Wednesday, January 27, 2010

A Night Out

Tonight Lydia, Aidan and I went out for pizza at our favorite place - The Rock! We had our usual, brown sugar mozzarella sticks and a meatball pizza - super yum! After dinner, we all decided to do a little shopping - Aidan suggested Toys R Us and Lydia and I opted for Cost Plus World Market. As always, I walked out with a bag full of goodies!

Over the summer during one of my many stops at Cost Plus, I found that they sell my favorite pretzels - Utz Sourdough Hard Pretzels. I would buy these and my family would inhale them! Then one day, I went to pick up another container of them and they were gone - no longer an item! These are really hard to find and I have even looked at ordering them on-line at the Utz website, we were all dissappointed. Tonight, my son ran over to me and he was holding a large container of "his favorite pretzels" and both he and his Aunt had big smiles about the return of Utz Sourdoughs - we of course had to buy some!

I also really like the Sticky Finger's Scone mixes that they sell. Lydia turned me on to these mixes during one of our weekend stays at Seabrook, WA. You just need to add water and cook and you have warm, delicious scones! They make all sorts of flavors (Aidan is fond of the chocolate ones) - I like the plain ones and the cherry mix. It is a super easy breakfast and also a good way to get the kids to help out in the kitchen!

My original reason for going to Cost Plus was to pick up my favorite tea - Coconut Chai Black Tea by Zhena's Gypsy Tea. I love the way this smells and I always have a stash of this at work. I have turned my coworkers on to it too. It is spicy and aromatic and most importantly, caffeinated. I find it soothing and a nice break from working!

Lastly, I let Aidan pick out some treats. We always get a kick out of all the different types of candies, cookies and tins. Aidan completed a Mario Mushroom tin collection and has now discovered Yan Yan, Pocky, and Chocorooms. We also found 5 Stripe Zebra gum (I haven't had that since I was a kid)!

All-in-all, it was a fun night out. And yes, we stopped at Toys R Us too (we let him start looking for toys for his birthday list)!

Tuesday, January 26, 2010

Yum Up Your Leftovers

So last week my sister gave us her recipe for chili. And that made me think about leftovers.

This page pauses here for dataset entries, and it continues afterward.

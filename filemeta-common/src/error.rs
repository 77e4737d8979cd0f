//! Common error types for filemeta

use thiserror::Error;

/// Common result type for filemeta operations
pub type Result<T> = std::result::Result<T, Error>;

/// Common error types across filemeta crates
#[derive(Error, Debug)]
pub enum Error {
    /// I/O operation error (wraps std::io::Error)
    #[error("IO error: {0}")]
    Io(#[from] std::io::Error),

    /// Configuration loading or validation error
    #[error("Configuration error: {0}")]
    Config(String),

    /// JSON (de)serialization error
    #[error("Serialization error: {0}")]
    Serialization(#[from] serde_json::Error),

    /// Invalid caller input
    #[error("Invalid input: {0}")]
    InvalidInput(String),

    /// The host store rejected or failed a commit
    #[error("Store error: {0}")]
    Store(String),

    /// Internal error
    #[error("Internal error: {0}")]
    Internal(String),
}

I am not traditionally a fan of leftovers. There's something about reheating meals that seems a little, I don't know, sad. There are a few exceptions, of course. Leftover turkey is yummy, some stews and sauces seem to get better with age, and chili makes for killer leftovers.

If you make up a batch of chili, consider one of these two options (below) to make your leftovers a bit more yummy.

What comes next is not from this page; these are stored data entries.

//! Extractor registry and extraction dispatch
//!
//! The registry is a strategy table: each [`FormatFlag`] maps to exactly
//! one [`Extractor`]. Dispatch tries the acceptable formats for a file in
//! canonical order and stops at the first one that yields fields.
//!
//! # Error isolation
//! A candidate that rejects the file (malformed input, read failure) is
//! logged and skipped. Dispatch itself never fails.

use crate::types::{is_falsy, ExtractError, Extractor, FieldMap, FormatFlag};
use filemeta_common::{Error, Result};
use std::collections::BTreeMap;
use std::path::Path;
use std::sync::Arc;
use tracing::{debug, info, warn};

/// Format flag → extractor table
#[derive(Clone, Default)]
pub struct ExtractorRegistry {
    extractors: BTreeMap<FormatFlag, Arc<dyn Extractor>>,
}

impl ExtractorRegistry {
    /// Create an empty registry
    pub fn new() -> Self {
        Self::default()
    }

    /// Register the extractor for one format
    ///
    /// Replaces any extractor previously registered for `flag`.
    ///
    /// # Errors
    /// `Error::InvalidInput` if `flag` is empty or combines several formats.
    pub fn register(&mut self, flag: FormatFlag, extractor: Arc<dyn Extractor>) -> Result<()> {
        if !flag.is_single() {
            return Err(Error::InvalidInput(format!(
                "Extractor must be registered for exactly one format, got {}",
                flag
            )));
        }

        if let Some(previous) = self.extractors.insert(flag, extractor) {
            debug!(flag = %flag, previous = previous.name(), "Replaced registered extractor");
        }
        Ok(())
    }

    /// Builder-style [`register`](Self::register)
    pub fn with(mut self, flag: FormatFlag, extractor: Arc<dyn Extractor>) -> Result<Self> {
        self.register(flag, extractor)?;
        Ok(self)
    }

    /// Extractor registered for `flag`
    pub fn get(&self, flag: FormatFlag) -> Option<&Arc<dyn Extractor>> {
        self.extractors.get(&flag)
    }

    /// Number of registered formats
    pub fn count(&self) -> usize {
        self.extractors.len()
    }

    /// Extract fields from `path`, trying acceptable formats in priority order
    ///
    /// **Algorithm:**
    /// 1. For each format in canonical order that is in `flags`
    /// 2. Parse the file; malformed input or read failure → next format
    /// 3. Empty parse result → next format
    /// 4. Derive fields; non-empty → return immediately
    ///
    /// Returns an empty map if no format produced fields.
    pub fn dispatch(&self, flags: FormatFlag, path: &Path) -> FieldMap {
        for flag in FormatFlag::canonical_order().filter(|f| flags.contains(*f)) {
            info!(flag = %flag, path = %path.display(), "Attempting with {}", flag);

            let Some(extractor) = self.get(flag) else {
                debug!(flag = %flag, "No extractor registered");
                continue;
            };

            let raw = match extractor.file_to_raw(path) {
                Ok(raw) => raw,
                Err(ExtractError::MalformedInput { reason, .. }) => {
                    info!(flag = %flag, reason = %reason, "Skipping {}", flag);
                    continue;
                }
                Err(ExtractError::Io(e)) => {
                    warn!(
                        flag = %flag,
                        path = %path.display(),
                        error = %e,
                        "Skipping {} (read failed)",
                        flag
                    );
                    continue;
                }
            };

            match raw {
                Some(raw) if !is_falsy(&raw) => {
                    info!(flag = %flag, extractor = extractor.name(), "{} matched!", flag);
                    let fields = extractor.raw_to_fields(&raw);
                    if !fields.is_empty() {
                        debug!(flag = %flag, keys = fields.len(), "Fields extracted");
                        return fields;
                    }
                    debug!(flag = %flag, "Matched but produced no fields");
                }
                _ => {
                    info!(flag = %flag, "{} didn't match", flag);
                }
            }
        }

        FieldMap::new()
    }
}

impl std::fmt::Debug for ExtractorRegistry {
    fn fmt(&self, f: &mut std::fmt::Formatter<'_>) -> std::fmt::Result {
        f.debug_map()
            .entries(self.extractors.iter().map(|(flag, ex)| (flag.to_string(), ex.name())))
            .finish()
    }
}

// ============================================================================
// Mock Extractor for Testing
// ============================================================================


// ============================================================================
// Tests
// ============================================================================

My husband grew up in Texas, and when I went down to the Lone Start State I noticed a strange thing at a fast food restaurant: Frito Pie. It sounded so terrible but so good that I had to look up a way to make it. It is what it is: Frito pie. It is by no means a health food and could possibly be featured on This Is Why You're Fat, but hey--you only live once and this is yummy.

3 cups of Fritos
3/4 cup diced onion
1 cup shredded cheddar cheese
2 1/2 cups leftover (or canned, if you want to be really classy) chili

Spread 2 cups of Fritos in a baking dish. Top Fritos with 1/2 the onion and 1/2 the cheese. Spread chili over top of the Fritos/onion/cheese layer. Top with remaining onion and cheese then add remaining Fritos.

Cook in a preheated 350 degree oven for 20 minutes or until bubbly and heated though. Serve hot with sour cream, guacamole, or whatever other fixings you may want.

(I was right! Frito Pie WAS featured on This Is Why You're Fat! Check here! Yikes.)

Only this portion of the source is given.